Exactly how many lines below mention "Option"? Answer with that number alone.

(Collected data entries)
BEGIN

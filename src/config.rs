//! Settings for the traceability feature
//!
//! Read from YAML (`~/.config/intocps/traceability.yaml` by default), with
//! `INTOCPS_TRACE_ENABLED` and `INTOCPS_TRACE_URL` overriding the file.

use crate::environment::ProjectContext;
use crate::error::{TraceError, TraceResult};
use serde::{Deserialize, Serialize};
use std::path::{Path, PathBuf};

pub const ENV_ENABLED: &str = "INTOCPS_TRACE_ENABLED";
pub const ENV_URL: &str = "INTOCPS_TRACE_URL";

#[derive(Debug, Clone, PartialEq, Eq, Serialize, Deserialize)]
#[serde(default)]
pub struct TraceConfig {
    /// Master switch; when off nothing is recorded or sent
    pub enabled: bool,
    /// Root of the store's REST API
    pub base_url: String,
    /// Send `OSLC-Core-Version: 3.0` with every request
    pub oslc_core_version: bool,
    /// Keep a local copy of every pushed message
    pub save_snapshots: bool,
    /// Project-relative directory for message snapshots
    pub messages_dir: PathBuf,
    /// Link each recorded activity to the current user automatically
    pub auto_associate: bool,
}

impl Default for TraceConfig {
    fn default() -> Self {
        Self {
            enabled: false,
            base_url: "http://localhost:8080/v2/".to_string(),
            oslc_core_version: true,
            save_snapshots: true,
            messages_dir: PathBuf::from("traceability/messages"),
            auto_associate: false,
        }
    }
}

impl TraceConfig {
    /// `<config dir>/intocps/traceability.yaml`
    pub fn default_path() -> PathBuf {
        let config_dir = dirs::config_dir()
            .unwrap_or_else(|| dirs::home_dir().unwrap_or_default().join(".config"));
        config_dir.join("intocps").join("traceability.yaml")
    }

    pub fn load(path: &Path) -> TraceResult<Self> {
        let text = std::fs::read_to_string(path)?;
        Self::from_yaml(&text)
    }

    /// Like [`load`](Self::load), but a missing file gives the defaults
    pub fn load_or_default(path: &Path) -> TraceResult<Self> {
        if path.exists() {
            Self::load(path)
        } else {
            Ok(Self::default())
        }
    }

    pub fn from_yaml(text: &str) -> TraceResult<Self> {
        serde_yaml::from_str(text).map_err(|e| TraceError::Config(e.to_string()))
    }

    /// Apply environment overrides
    pub fn with_env(self) -> TraceResult<Self> {
        self.with_overrides(std::env::var(ENV_ENABLED).ok(), std::env::var(ENV_URL).ok())
    }

    fn with_overrides(mut self, enabled: Option<String>, url: Option<String>) -> TraceResult<Self> {
        if let Some(value) = enabled {
            self.enabled = match value.trim().to_ascii_lowercase().as_str() {
                "1" | "true" | "yes" | "on" => true,
                "0" | "false" | "no" | "off" | "" => false,
                other => {
                    return Err(TraceError::Config(format!("{}: not a boolean: {}", ENV_ENABLED, other)));
                }
            };
        }
        if let Some(url) = url {
            self.base_url = url;
        }
        Ok(self)
    }

    /// Snapshot directory for `project`, or `None` when snapshots are off
    pub fn snapshot_dir(&self, project: &ProjectContext) -> Option<PathBuf> {
        self.save_snapshots
            .then(|| project.root_path.join(&self.messages_dir))
    }
}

END

**Response area:**
2